Durchlässigkeit im deutschen Schulsystem:Mehr Absteiger als Aufsteiger

Der Abstieg vom Gymnasium in die Realschule oder von der Real- in die Hauptschule gehört in vielen Schulen zum Alltag - der Aufstieg in eine höhere Schulform ist deutlich seltener, wie aus einer Studie der Bertelsmann-Stiftung hervorgeht. Unter den Bundesländern nimmt Bayern wieder einmal eine Sonderrolle ein.

In Deutschland gibt es zwischen den einzelnen Schulformen weit mehr Ab- als Aufsteiger. Etwa 50.000 Schüler von Klasse fünf bis zehn sind im Schuljahr 2010/11 auf ein niedrigeres Niveau wie Real- oder Hauptschule herabgestuft worden. Nur rund 23.000 schafften es nach oben. Das geht aus einer Studie zur Durchlässigkeit der 16 Schulsysteme der Bertelsmann-Stiftung hervor.

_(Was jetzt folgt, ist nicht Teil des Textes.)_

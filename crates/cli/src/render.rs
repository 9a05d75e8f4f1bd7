//! Terminal and JSON rendering of table pages.

use serde_json::{Map, Value as Json};
use tabula_api::User;
use tabula_core::{CellRenderer, ColumnSpec, PlainRenderer, Value};
use tabula_table::Table;

/// Cell text for the user table.
pub struct UserCells;

impl CellRenderer<User> for UserCells {
    fn render(&self, column: &ColumnSpec<User>, index: usize, row: &User) -> String {
        match column.id.as_str() {
            "number" => (index + 1).to_string(),
            "Profile Picture" => row.image.clone().unwrap_or_else(|| "-".into()),
            "role" => row.role().map(|r| r.display_name()).or_else(|| row.role.clone()).unwrap_or_else(|| "-".into()),
            _ => match column.value(row) {
                Value::Date(d) => d.format("%b %-d, %Y %H:%M").to_string(),
                Value::Null => "-".into(),
                _ => PlainRenderer.render(column, index, row),
            },
        }
    }
}

/// Rendered current page: header labels, column ids and one string per visible cell.
pub struct Grid {
    pub ids: Vec<String>,
    pub headers: Vec<String>,
    pub rows: Vec<Vec<String>>,
}

pub fn grid<T, R: CellRenderer<T>>(table: &Table<T>, renderer: &R) -> Grid {
    let cols = table.visible_columns();
    let page = table.visible_rows();
    let rows = page
        .rows
        .iter()
        .map(|r| cols.iter().map(|c| renderer.render(c, r.index, r.row)).collect())
        .collect();
    Grid {
        ids: cols.iter().map(|c| c.id.clone()).collect(),
        headers: cols.iter().map(|c| c.meta.label.clone()).collect(),
        rows,
    }
}

/// Left-aligned columns separated by two spaces; each column as wide as its widest cell.
pub fn format_human(grid: &Grid) -> String {
    let widths: Vec<usize> = grid
        .headers
        .iter()
        .enumerate()
        .map(|(i, h)| grid.rows.iter().map(|r| r[i].chars().count()).chain([h.chars().count()]).max().unwrap_or(0))
        .collect();
    let line = |cells: &[String]| {
        cells
            .iter()
            .zip(&widths)
            .map(|(c, w)| format!("{:<w$}", c, w = *w))
            .collect::<Vec<_>>()
            .join("  ")
            .trim_end()
            .to_string()
    };
    let mut out = vec![line(&grid.headers.iter().map(|h| h.to_uppercase()).collect::<Vec<_>>())];
    out.extend(grid.rows.iter().map(|r| line(r)));
    out.join("\n")
}

/// One object per row keyed by column id.
pub fn rows_json(grid: &Grid) -> Vec<Json> {
    grid.rows
        .iter()
        .map(|r| {
            let obj: Map<String, Json> = grid.ids.iter().cloned().zip(r.iter().cloned().map(Json::String)).collect();
            Json::Object(obj)
        })
        .collect()
}

#[cfg(test)]
mod tests {
    use super::*;
    use tabula_api::{identity::demo_users, user_columns};

    #[test]
    fn renders_numbers_roles_and_dates() {
        let mut t = Table::new(demo_users(), user_columns().unwrap());
        t.set_column_visibility("Profile Picture", false);
        t.set_column_visibility("Updated At", false);
        t.set_page_size(4);
        t.next_page();
        let g = grid(&t, &UserCells);
        assert_eq!(g.ids, vec!["number", "email", "name", "role", "Created At"]);
        assert_eq!(g.rows.len(), 4);
        assert_eq!(g.rows[0][0], "5");
        assert_eq!(g.rows[0][3], "User");
        assert_eq!(g.rows[1][3], "Admin");
    }

    #[test]
    fn human_output_aligns_columns() {
        let g = Grid {
            ids: vec!["a".into(), "b".into()],
            headers: vec!["No".into(), "Name".into()],
            rows: vec![vec!["1".into(), "Rose".into()], vec!["10".into(), "Li".into()]],
        };
        assert_eq!(format_human(&g), "NO  NAME\n1   Rose\n10  Li");
        let json = rows_json(&g);
        assert_eq!(json[1]["b"], "Li");
    }
}
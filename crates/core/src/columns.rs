//! Column descriptors and the per-table column registry.
//!
//! This module provides:
//! - `ColumnSpec<T>`: id + accessor + display metadata + capability flags
//! - `ColumnRegistry<T>`: the ordered, id-unique column list a table is built from
//! - `CellRenderer<T>`: the host-side seam that turns a cell into text

#![forbid(unsafe_code)]

use std::fmt;
use std::sync::Arc;

use serde::{Deserialize, Serialize};

use crate::format::capitalize;
use crate::{CoreError, Value};

/// Pure projection from a row to a cell value.
pub type Accessor<T> = Arc<dyn Fn(&T) -> Value + Send + Sync>;

/// Annotates a distinct option value for filter choice lists.
pub type OptionTransform = Arc<dyn Fn(&Value) -> FacetOption + Send + Sync>;

/// Which predicate family (and which editor) a column filter uses.
#[derive(Debug, Clone, Copy, PartialEq, Eq, Hash, Serialize, Deserialize)]
#[serde(rename_all = "lowercase")]
pub enum FilterKind {
    Text,
    Option,
    Date,
    Number,
}

impl FilterKind {
    pub fn as_str(&self) -> &'static str {
        match self {
            FilterKind::Text => "text",
            FilterKind::Option => "option",
            FilterKind::Date => "date",
            FilterKind::Number => "number",
        }
    }
}

impl fmt::Display for FilterKind {
    fn fmt(&self, f: &mut fmt::Formatter<'_>) -> fmt::Result { f.write_str(self.as_str()) }
}

#[derive(Debug, Clone, PartialEq, Eq, Serialize, Deserialize)]
pub struct ColumnMeta {
    pub label: String,
    pub icon: Option<String>,
    pub filter: Option<FilterKind>,
}

/// One distinct option value with its display annotation.
#[derive(Debug, Clone, PartialEq, Eq, Serialize, Deserialize)]
pub struct FacetOption {
    pub value: String,
    pub label: String,
    pub icon: Option<String>,
}

impl FacetOption {
    /// Fallback annotation: the value itself, capitalized.
    pub fn plain(value: &Value) -> Self {
        let raw = value.to_string();
        Self { label: capitalize(&raw), value: raw, icon: None }
    }
}

pub struct ColumnSpec<T> {
    pub id: String,
    pub meta: ColumnMeta,
    pub sortable: bool,
    pub hideable: bool,
    pub searchable: bool,
    accessor: Option<Accessor<T>>,
    transform: Option<OptionTransform>,
}

impl<T> ColumnSpec<T> {
    /// Data column backed by an accessor. Sortable and hideable by default.
    pub fn accessor<F>(id: impl Into<String>, label: impl Into<String>, f: F) -> Self
    where
        F: Fn(&T) -> Value + Send + Sync + 'static,
    {
        Self {
            id: id.into(),
            meta: ColumnMeta { label: label.into(), icon: None, filter: None },
            sortable: true,
            hideable: true,
            searchable: false,
            accessor: Some(Arc::new(f)),
            transform: None,
        }
    }

    /// Presentation-only column (row number, actions). Never sorted, filtered or searched.
    pub fn display(id: impl Into<String>, label: impl Into<String>) -> Self {
        Self {
            id: id.into(),
            meta: ColumnMeta { label: label.into(), icon: None, filter: None },
            sortable: false,
            hideable: true,
            searchable: false,
            accessor: None,
            transform: None,
        }
    }

    pub fn text_filter(self) -> Self { self.with_filter(FilterKind::Text) }
    pub fn date_filter(self) -> Self { self.with_filter(FilterKind::Date) }
    pub fn number_filter(self) -> Self { self.with_filter(FilterKind::Number) }

    pub fn option_filter<F>(mut self, transform: F) -> Self
    where
        F: Fn(&Value) -> FacetOption + Send + Sync + 'static,
    {
        self.transform = Some(Arc::new(transform));
        self.with_filter(FilterKind::Option)
    }

    fn with_filter(mut self, kind: FilterKind) -> Self {
        if self.accessor.is_none() { return self; }
        self.meta.filter = Some(kind);
        // dates only match the global search when explicitly enabled
        self.searchable = !matches!(kind, FilterKind::Date);
        self
    }

    pub fn sortable(mut self, on: bool) -> Self { self.sortable = on && self.accessor.is_some(); self }
    pub fn hideable(mut self, on: bool) -> Self { self.hideable = on; self }
    pub fn searchable(mut self, on: bool) -> Self { self.searchable = on && self.accessor.is_some(); self }

    pub fn icon(mut self, icon: impl Into<String>) -> Self {
        self.meta.icon = Some(icon.into());
        self
    }

    pub fn filter_kind(&self) -> Option<FilterKind> { self.meta.filter }

    pub fn has_accessor(&self) -> bool { self.accessor.is_some() }

    /// Project a row. Display columns yield `Null`.
    pub fn value(&self, row: &T) -> Value {
        match &self.accessor {
            Some(f) => f(row),
            None => Value::Null,
        }
    }

    /// Annotate an option value; columns without a transform use the plain fallback.
    pub fn facet_option(&self, value: &Value) -> FacetOption {
        match &self.transform {
            Some(t) => t(value),
            None => FacetOption::plain(value),
        }
    }
}

impl<T> Clone for ColumnSpec<T> {
    fn clone(&self) -> Self {
        Self {
            id: self.id.clone(),
            meta: self.meta.clone(),
            sortable: self.sortable,
            hideable: self.hideable,
            searchable: self.searchable,
            accessor: self.accessor.clone(),
            transform: self.transform.clone(),
        }
    }
}

impl<T> fmt::Debug for ColumnSpec<T> {
    fn fmt(&self, f: &mut fmt::Formatter<'_>) -> fmt::Result {
        f.debug_struct("ColumnSpec")
            .field("id", &self.id)
            .field("meta", &self.meta)
            .field("sortable", &self.sortable)
            .field("hideable", &self.hideable)
            .field("searchable", &self.searchable)
            .field("display_only", &self.accessor.is_none())
            .finish()
    }
}

/// Ordered column set for one table instance. Immutable once built.
pub struct ColumnRegistry<T> {
    columns: Vec<ColumnSpec<T>>,
}

impl<T> ColumnRegistry<T> {
    pub fn new(columns: Vec<ColumnSpec<T>>) -> Result<Self, CoreError> {
        let mut seen: Vec<&str> = Vec::with_capacity(columns.len());
        for c in columns.iter() {
            if c.id.is_empty() { return Err(CoreError::EmptyColumnId); }
            if seen.contains(&c.id.as_str()) { return Err(CoreError::DuplicateColumn(c.id.clone())); }
            seen.push(c.id.as_str());
        }
        Ok(Self { columns })
    }

    pub fn get(&self, id: &str) -> Option<&ColumnSpec<T>> { self.columns.iter().find(|c| c.id == id) }
    pub fn position(&self, id: &str) -> Option<usize> { self.columns.iter().position(|c| c.id == id) }
    pub fn contains(&self, id: &str) -> bool { self.get(id).is_some() }
    pub fn iter(&self) -> std::slice::Iter<'_, ColumnSpec<T>> { self.columns.iter() }
    pub fn len(&self) -> usize { self.columns.len() }
    pub fn is_empty(&self) -> bool { self.columns.is_empty() }
    pub fn ids(&self) -> impl Iterator<Item = &str> { self.columns.iter().map(|c| c.id.as_str()) }

    /// Columns a global search term is matched against.
    pub fn searchable(&self) -> impl Iterator<Item = &ColumnSpec<T>> { self.columns.iter().filter(|c| c.searchable) }
}

impl<T> Clone for ColumnRegistry<T> {
    fn clone(&self) -> Self { Self { columns: self.columns.clone() } }
}

impl<T> fmt::Debug for ColumnRegistry<T> {
    fn fmt(&self, f: &mut fmt::Formatter<'_>) -> fmt::Result {
        f.debug_list().entries(self.columns.iter()).finish()
    }
}

impl<'a, T> IntoIterator for &'a ColumnRegistry<T> {
    type Item = &'a ColumnSpec<T>;
    type IntoIter = std::slice::Iter<'a, ColumnSpec<T>>;
    fn into_iter(self) -> Self::IntoIter { self.columns.iter() }
}

/// Host-side rendering strategy keyed by column. The engine never renders cells.
pub trait CellRenderer<T> {
    /// `index` is the row's original position in the input sequence.
    fn render(&self, column: &ColumnSpec<T>, index: usize, row: &T) -> String;
}

/// Renders the projected value as-is; display columns render empty.
#[derive(Debug, Clone, Copy, Default)]
pub struct PlainRenderer;

impl<T> CellRenderer<T> for PlainRenderer {
    fn render(&self, column: &ColumnSpec<T>, _index: usize, row: &T) -> String {
        column.value(row).to_string()
    }
}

Am ungünstigsten ist das Verhältnis in Niedersachsen, wo mehr als zehn Absteiger auf einen Aufsteiger kommen. Den Spitzenplatz belegt Bayern, nur hier gibt es etwas mehr Auf- als Absteiger. Die bayerischen Kinder würden nach der Grundschule aber auch oft restriktiv, also verhältnismäßig niedrig eingestuft, hieß es.

Bei Schulreformen kochen die Gemüter oft hoch - dabei hängen die Aufstiegschancen in einem Schulsystem nicht so sehr von dessen Struktur ab, wie die Bochumer Bildungsforscherin und Studienautorin Gabriele Bellenberg meinte. Stattdessen zähle individuelle Förderung, wenn es darum gehe, Herabstufungen und Klassenwiederholungen zu vermeiden, sagte der Bildungsexperte der Bertelsmann-Stiftung, Jörg Dräger.

In den klassischen mehrgliedrigen Schulsystemen gibt es laut Studie dort ein besonders schlechtes Verhältnis zwischen Auf- und Absteigern, wo nur noch wenige nach der Grund- die Hauptschule besuchen. Denn diese werde dann zu großen Teilen zum Auffangbecken herabgestufter Schüler. Das betreffe etwa Niedersachsen und Nordrhein-Westfalen. Baden-Württemberg steht mit einem Verhältnis von einem Aufsteiger zu 1,5 Absteigern noch verhältnismäßig gut da.

Während Herabstufungen oft zur Praxis zählten, werde zu selten geprüft, ob ein Schüler den Aufstieg schaffen kann, kritisierte Dräger. Bereits in früheren Veröffentlichungen kam Bellenberg zu dem Ergebnis, dass Schüler bei Wechseln in den meisten Fällen abgestiegen sind.

Der Grund liege dabei in der Regel nicht in einer falschen Einschätzung der Eltern nach der Grundschule, betonte Bellenberg in einem Aufsatz in der Online-Zeitschrift bildungsforschung.org. Experten meinen auch, die schulische und persönliche Entwicklung sei nicht früh schon sicher vorherzusagen. Die Mobilität zwischen den Schulformen hat in den vergangenen Jahrzehnten jedenfalls zugenommen.

Der Bildungserfolg ist dabei weiter stark von sozialer Herkunft abhängig, wie eine andere Studie im Auftrag der Bertelsmann-Stiftung erst im März zeigte. Kinder armer Eltern oder von Migranten haben demnach in allen Ländern deutlich geringere Chancen, nach der Grundschule ein Gymnasium zu besuchen, als Kinder von Akademikern - auch bei gleicher Intelligenz. Trotz mehrerer Reformzusagen der Kultusminister verlassen bundesweit pro Jahr immer noch mehr als 60.000 junge Menschen ihre Schule ohne Hauptschulabschluss.